Exercise data:

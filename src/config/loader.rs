//! Configuration loader for slotcast
//!
//! Resolves the configuration sources and merges them with proper precedence.

use std::path::{Path, PathBuf};

use config::builder::DefaultState;
use config::{Config, ConfigBuilder, Environment, File, FileFormat};

use crate::config::environment::Environment as AppEnvironment;
use crate::config::error::ConfigError;
use crate::config::settings::Settings;

/// Environment variable for configuration directory
pub const CONFIG_DIR_ENV: &str = "SLOTCAST_CONFIG_DIR";

/// Environment variable for a single configuration file
pub const CONFIG_FILE_ENV: &str = "SLOTCAST_CONFIG_FILE";

const DEFAULT_CONFIG_DIR: &str = "config";

/// Prefix for `SLOTCAST_SECTION__KEY` overrides
const ENV_PREFIX: &str = "SLOTCAST";

const ENV_SEPARATOR: &str = "__";

/// Loads settings from, in increasing priority:
/// 1. `default.toml` (required)
/// 2. `{environment}.toml`
/// 3. `local.toml`
/// 4. `SLOTCAST_*` environment variables
///
/// When a single file is selected, it replaces steps 1-3.
#[derive(Debug)]
pub struct ConfigLoader {
    config_dir: PathBuf,
    config_file: Option<PathBuf>,
    environment: AppEnvironment,
}

impl ConfigLoader {
    /// Create a loader from `SLOTCAST_CONFIG_DIR`, `SLOTCAST_CONFIG_FILE` and
    /// `SLOTCAST_APP_ENV`.
    ///
    /// # Errors
    ///
    /// Returns an error if both the directory and file variables are set.
    pub fn new() -> Result<Self, ConfigError> {
        let config_dir = std::env::var(CONFIG_DIR_ENV).ok().map(PathBuf::from);
        let config_file = std::env::var(CONFIG_FILE_ENV).ok().map(PathBuf::from);

        if config_dir.is_some() && config_file.is_some() {
            return Err(ConfigError::mutual_exclusivity(format!(
                "{} and {} cannot both be set. Use {} for layered configuration or {} for a single configuration file.",
                CONFIG_DIR_ENV, CONFIG_FILE_ENV, CONFIG_DIR_ENV, CONFIG_FILE_ENV
            )));
        }

        Ok(Self {
            config_dir: config_dir.unwrap_or_else(|| PathBuf::from(DEFAULT_CONFIG_DIR)),
            config_file,
            environment: AppEnvironment::from_env(),
        })
    }

    /// Loader for an explicit directory or file, bypassing the environment
    /// lookup of paths. Used by CLI `--config`.
    pub fn from_path(path: impl Into<PathBuf>, environment: AppEnvironment) -> Self {
        let path = path.into();
        if path.is_file() {
            Self {
                config_dir: PathBuf::from(DEFAULT_CONFIG_DIR),
                config_file: Some(path),
                environment,
            }
        } else {
            Self {
                config_dir: path,
                config_file: None,
                environment,
            }
        }
    }

    pub fn with_environment(mut self, environment: AppEnvironment) -> Self {
        self.environment = environment;
        self
    }

    pub fn environment(&self) -> AppEnvironment {
        self.environment
    }

    /// Load, deserialize and validate the settings.
    pub fn load(&self) -> Result<Settings, ConfigError> {
        let config = self.build_config()?;
        let settings: Settings = config.try_deserialize().map_err(|e| {
            ConfigError::ParseError(format!("Failed to deserialize configuration: {}", e))
        })?;

        settings.validate()?;

        Ok(settings)
    }

    fn build_config(&self) -> Result<Config, ConfigError> {
        let builder = Config::builder();

        let builder = match &self.config_file {
            Some(config_file) => Self::add_file_source(builder, config_file, true)?,
            None => self.build_layered_config(builder)?,
        };

        // SLOTCAST_DATABASE__URL -> database.url
        let builder = builder.add_source(
            Environment::with_prefix(ENV_PREFIX)
                .prefix_separator("_")
                .separator(ENV_SEPARATOR)
                .ignore_empty(true)
                .try_parsing(true)
                .list_separator(",")
                .with_list_parse_key("publishing.webhook.platforms"),
        );

        builder.build().map_err(ConfigError::from)
    }

    fn build_layered_config(
        &self,
        builder: ConfigBuilder<DefaultState>,
    ) -> Result<ConfigBuilder<DefaultState>, ConfigError> {
        let builder = Self::add_file_source(builder, &self.config_dir.join("default.toml"), true)?;

        let env_path = self
            .config_dir
            .join(format!("{}.toml", self.environment.as_str()));
        let builder = Self::add_file_source(builder, &env_path, false)?;

        Self::add_file_source(builder, &self.config_dir.join("local.toml"), false)
    }

    fn add_file_source(
        builder: ConfigBuilder<DefaultState>,
        path: &Path,
        required: bool,
    ) -> Result<ConfigBuilder<DefaultState>, ConfigError> {
        if required && !path.exists() {
            return Err(ConfigError::file_not_found(format!(
                "Required configuration file not found: {}",
                path.display()
            )));
        }

        Ok(builder.add_source(
            File::new(path.to_str().unwrap_or_default(), FileFormat::Toml).required(required),
        ))
    }
}

impl Default for ConfigLoader {
    fn default() -> Self {
        Self::new().unwrap_or_else(|_| Self {
            config_dir: PathBuf::from(DEFAULT_CONFIG_DIR),
            config_file: None,
            environment: AppEnvironment::default(),
        })
    }
}

#[cfg(test)]
mod tests {
    use super::*;
    use crate::config::settings::StoreBackend;
    use std::fs;
    use std::sync::Mutex;
    use tempfile::TempDir;

    // Tests touching process environment run one at a time.
    static TEST_MUTEX: Mutex<()> = Mutex::new(());

    fn setup_config_dir(files: &[(&str, &str)]) -> TempDir {
        let temp_dir = TempDir::new().expect("Failed to create temp dir");
        for (name, content) in files {
            fs::write(temp_dir.path().join(name), content).expect("Failed to write config file");
        }
        temp_dir
    }

    /// Restores touched environment variables on drop.
    struct EnvGuard {
        vars_to_restore: Vec<(String, Option<String>)>,
    }

    impl EnvGuard {
        fn new() -> Self {
            Self {
                vars_to_restore: Vec::new(),
            }
        }

        fn set(&mut self, key: &str, value: &str) {
            self.vars_to_restore
                .push((key.to_string(), std::env::var(key).ok()));
            unsafe {
                std::env::set_var(key, value);
            }
        }

        fn remove(&mut self, key: &str) {
            self.vars_to_restore
                .push((key.to_string(), std::env::var(key).ok()));
            unsafe {
                std::env::remove_var(key);
            }
        }
    }

    impl Drop for EnvGuard {
        fn drop(&mut self) {
            for (key, original) in self.vars_to_restore.iter().rev() {
                unsafe {
                    match original {
                        Some(value) => std::env::set_var(key, value),
                        None => std::env::remove_var(key),
                    }
                }
            }
        }
    }

    const DEFAULT_TOML: &str = r#"
[server]
port = 3000

[database]
backend = "postgres"
url = "postgres://localhost/slotcast"

[cron]
tick_limit = 20
"#;

    fn clean_env(env: &mut EnvGuard) {
        env.remove(CONFIG_DIR_ENV);
        env.remove(CONFIG_FILE_ENV);
        env.remove("SLOTCAST_APP_ENV");
        env.remove("SLOTCAST_SERVER__PORT");
        env.remove("SLOTCAST_DATABASE__BACKEND");
        env.remove("SLOTCAST_CRON__SECRET");
    }

    #[test]
    fn test_mutual_exclusivity_error() {
        let _guard = TEST_MUTEX.lock().unwrap();
        let mut env = EnvGuard::new();
        clean_env(&mut env);
        env.set(CONFIG_DIR_ENV, "/custom/config");
        env.set(CONFIG_FILE_ENV, "/path/to/config.toml");

        match ConfigLoader::new() {
            Err(ConfigError::MutualExclusivityError(msg)) => {
                assert!(msg.contains(CONFIG_DIR_ENV));
                assert!(msg.contains(CONFIG_FILE_ENV));
            }
            other => panic!("Expected MutualExclusivityError, got {:?}", other),
        }
    }

    #[test]
    fn test_load_missing_default_toml() {
        let _guard = TEST_MUTEX.lock().unwrap();
        let mut env = EnvGuard::new();
        clean_env(&mut env);
        let temp_dir = setup_config_dir(&[]);
        env.set(CONFIG_DIR_ENV, temp_dir.path().to_str().unwrap());

        match ConfigLoader::new().unwrap().load() {
            Err(ConfigError::FileNotFound(msg)) => assert!(msg.contains("default.toml")),
            other => panic!("Expected FileNotFound, got {:?}", other),
        }
    }

    #[test]
    fn test_layers_and_env_overrides() {
        let _guard = TEST_MUTEX.lock().unwrap();
        let mut env = EnvGuard::new();
        clean_env(&mut env);
        let temp_dir = setup_config_dir(&[
            ("default.toml", DEFAULT_TOML),
            ("production.toml", "[server]\nport = 8080\n"),
            ("local.toml", "[publishing]\nstale_posting_minutes = 15\n"),
        ]);
        env.set(CONFIG_DIR_ENV, temp_dir.path().to_str().unwrap());
        env.set("SLOTCAST_APP_ENV", "prod");
        env.set("SLOTCAST_DATABASE__BACKEND", "memory");
        env.set("SLOTCAST_CRON__SECRET", "hunter2");

        let settings = ConfigLoader::new().unwrap().load().expect("Should load");

        assert_eq!(settings.server.port, 8080);
        assert_eq!(settings.database.backend, StoreBackend::Memory);
        assert_eq!(settings.cron.secret(), Some("hunter2"));
        assert_eq!(settings.publishing.stale_posting_minutes, 15);
    }

    #[test]
    fn test_single_file_mode() {
        let _guard = TEST_MUTEX.lock().unwrap();
        let mut env = EnvGuard::new();
        clean_env(&mut env);
        let temp_dir = setup_config_dir(&[("custom.toml", DEFAULT_TOML)]);
        let path = temp_dir.path().join("custom.toml");

        let settings = ConfigLoader::from_path(&path, AppEnvironment::Test)
            .load()
            .expect("Should load");
        assert_eq!(settings.database.url, "postgres://localhost/slotcast");
    }

    #[test]
    fn test_validation_failure_is_reported() {
        let _guard = TEST_MUTEX.lock().unwrap();
        let mut env = EnvGuard::new();
        clean_env(&mut env);
        let temp_dir = setup_config_dir(&[(
            "default.toml",
            "[database]\nbackend = \"postgres\"\nurl = \"\"\n",
        )]);

        let result = ConfigLoader::from_path(temp_dir.path(), AppEnvironment::Development).load();
        match result {
            Err(ConfigError::ValidationError { field, .. }) => assert_eq!(field, "database.url"),
            other => panic!("Expected ValidationError, got {:?}", other),
        }
    }
}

Exercise: Among the records above, find each line holding "FileFormat" and list it.

Output below:
use config::{Config, ConfigBuilder, Environment, File, FileFormat};
            File::new(path.to_str().unwrap_or_default(), FileFormat::Toml).required(required),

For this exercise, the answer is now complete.